Work request: Your answer should consist of the lines in the data below that contain "HashEmbedder".

Extracted data:
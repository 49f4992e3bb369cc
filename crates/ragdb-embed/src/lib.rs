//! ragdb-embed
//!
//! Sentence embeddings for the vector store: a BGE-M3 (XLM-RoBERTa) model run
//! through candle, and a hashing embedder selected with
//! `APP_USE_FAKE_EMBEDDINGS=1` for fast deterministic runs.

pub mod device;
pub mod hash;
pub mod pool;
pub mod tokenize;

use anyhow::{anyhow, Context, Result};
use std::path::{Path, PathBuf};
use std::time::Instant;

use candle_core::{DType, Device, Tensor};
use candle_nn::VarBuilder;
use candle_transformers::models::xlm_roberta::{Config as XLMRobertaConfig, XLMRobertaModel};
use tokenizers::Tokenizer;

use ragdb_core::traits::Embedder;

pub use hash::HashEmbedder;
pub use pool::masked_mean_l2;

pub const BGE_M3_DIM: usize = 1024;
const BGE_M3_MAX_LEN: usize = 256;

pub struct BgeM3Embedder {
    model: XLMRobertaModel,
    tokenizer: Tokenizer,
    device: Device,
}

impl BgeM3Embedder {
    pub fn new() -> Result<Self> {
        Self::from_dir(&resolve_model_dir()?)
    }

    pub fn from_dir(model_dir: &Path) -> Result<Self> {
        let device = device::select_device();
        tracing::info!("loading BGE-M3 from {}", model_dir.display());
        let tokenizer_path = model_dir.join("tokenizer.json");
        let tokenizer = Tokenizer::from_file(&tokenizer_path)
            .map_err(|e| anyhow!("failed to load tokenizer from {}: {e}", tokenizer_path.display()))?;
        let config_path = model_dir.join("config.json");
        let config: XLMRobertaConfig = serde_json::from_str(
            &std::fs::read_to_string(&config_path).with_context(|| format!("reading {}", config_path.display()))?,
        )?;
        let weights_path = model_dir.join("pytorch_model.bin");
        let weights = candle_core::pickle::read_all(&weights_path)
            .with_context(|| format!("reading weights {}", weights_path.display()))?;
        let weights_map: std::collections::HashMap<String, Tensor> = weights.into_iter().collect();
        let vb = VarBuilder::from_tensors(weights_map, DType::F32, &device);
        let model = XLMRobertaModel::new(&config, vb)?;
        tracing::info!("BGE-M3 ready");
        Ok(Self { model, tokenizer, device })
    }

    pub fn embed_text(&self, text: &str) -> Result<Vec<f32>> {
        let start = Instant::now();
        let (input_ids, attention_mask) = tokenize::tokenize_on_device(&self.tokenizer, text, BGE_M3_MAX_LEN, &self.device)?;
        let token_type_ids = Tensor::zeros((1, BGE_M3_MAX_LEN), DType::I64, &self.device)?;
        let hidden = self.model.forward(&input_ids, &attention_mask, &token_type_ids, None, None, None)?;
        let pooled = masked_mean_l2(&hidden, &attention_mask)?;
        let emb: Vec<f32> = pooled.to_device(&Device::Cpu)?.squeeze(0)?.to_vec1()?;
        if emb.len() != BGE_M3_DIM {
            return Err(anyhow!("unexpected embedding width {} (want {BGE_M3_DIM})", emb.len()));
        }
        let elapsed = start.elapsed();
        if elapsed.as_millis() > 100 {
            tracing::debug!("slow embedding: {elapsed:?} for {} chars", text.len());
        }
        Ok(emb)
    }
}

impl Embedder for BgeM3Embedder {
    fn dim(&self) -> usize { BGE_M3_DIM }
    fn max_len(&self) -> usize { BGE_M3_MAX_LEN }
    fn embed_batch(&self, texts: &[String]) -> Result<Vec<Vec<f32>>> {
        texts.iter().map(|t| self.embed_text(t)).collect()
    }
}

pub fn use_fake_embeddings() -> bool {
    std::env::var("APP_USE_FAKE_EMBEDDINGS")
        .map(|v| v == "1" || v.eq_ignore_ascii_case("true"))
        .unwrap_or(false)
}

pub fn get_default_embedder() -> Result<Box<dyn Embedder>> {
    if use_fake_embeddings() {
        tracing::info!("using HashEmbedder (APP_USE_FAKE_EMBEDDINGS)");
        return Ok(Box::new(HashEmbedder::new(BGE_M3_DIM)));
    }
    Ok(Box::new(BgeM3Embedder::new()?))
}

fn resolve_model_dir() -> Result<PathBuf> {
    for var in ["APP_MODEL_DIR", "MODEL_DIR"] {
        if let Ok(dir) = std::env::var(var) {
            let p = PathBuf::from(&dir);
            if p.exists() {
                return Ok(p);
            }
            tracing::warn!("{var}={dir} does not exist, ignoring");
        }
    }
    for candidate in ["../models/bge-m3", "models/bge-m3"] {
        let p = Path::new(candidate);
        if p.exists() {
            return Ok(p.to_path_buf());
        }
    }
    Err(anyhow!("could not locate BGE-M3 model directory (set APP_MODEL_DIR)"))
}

Solution below:
pub use hash::HashEmbedder;
        tracing::info!("using HashEmbedder (APP_USE_FAKE_EMBEDDINGS)");
        return Ok(Box::new(HashEmbedder::new(BGE_M3_DIM)));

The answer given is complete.